So is registering for gifts before your engagement party so that you can get gifts at your engagement party resourceful or rude? Should anybody really expect a gift? Or a party? And if you are lucky enough to be thrown a party, shouldn't you just accept any gifts you get with grace and dignity and not say "but I really wanted this teapot in red."?
It seems fairly rude to me to register, especially if you are early on in the planning process. I will say that I wouldn't necessarily mind engagement gifts, but I'm not going to register for them! I also am not wild about people buying gifts off registries for bridal showers either, because I feel like that is not the point of the shower. However, the FMIL was saying tonight (she's here in the UK visiting her parents) that when she got married, you got a gift for your shower and then money for the wedding - although this was before people had really particular registries. Which does make sense in the traditional definition of a shower being "lets shower the couple with gifts to start their new lives."

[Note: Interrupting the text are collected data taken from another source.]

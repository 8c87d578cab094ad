//! Local Connection
//!
//! In-process connection to the query engine. A [`LocalConnection`] binds to a
//! [`ClientServiceRegistry`](local_connection_sdk::ClientServiceRegistry)
//! looked up in a [`TransportDirectory`], authenticates a session, and hands out
//! [`ServiceHandle`]s through which every capability call passes the same
//! pre/post-call policy: closed check, identity reconciliation, session-bound
//! execution, and error translation.
//!
//! ```ignore
//! let conn = LocalConnection::open(&directory, props, true).await?;
//! let ack = conn.service::<dyn QueryService>().execute(request).await?;
//! conn.close().await;
//! ```
#![cfg_attr(coverage_nightly, feature(coverage_attribute))]

pub mod config;
pub mod directory;
pub mod domain;
pub mod version;

pub use config::{ConfigError, LocalConnectionConfig};
pub use directory::{TransportDirectory, registry_binding_name};
pub use domain::{ConnectionState, LocalConnection, ServiceHandle};
pub use version::server_version;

Because of my animosity towards showers that are just a requirement to buy another thing off the registry, I like the idea of a themed shower. My sister's was honeymoon themed, my friend's is lingere themed, some people have book themed showers, etc. For my shower, I have been toying with the idea of something cooking related - possibly either a cooking class, or a potluck in which everybody brings a dish and a recipe for the dish and the gift is some (small) piece of cooking gear necessary to make the dish. I realize that I don't get to pick my shower, and I should appreciate any shower that is thrown for me, but since the MOH has already talked about my shower, I'm expecting one at this point. Anyway, my only hesitation on the cooking thing is that it will look like I want people to just buy things off the registry. So I guess we will see, and I will leave that up to my MOH.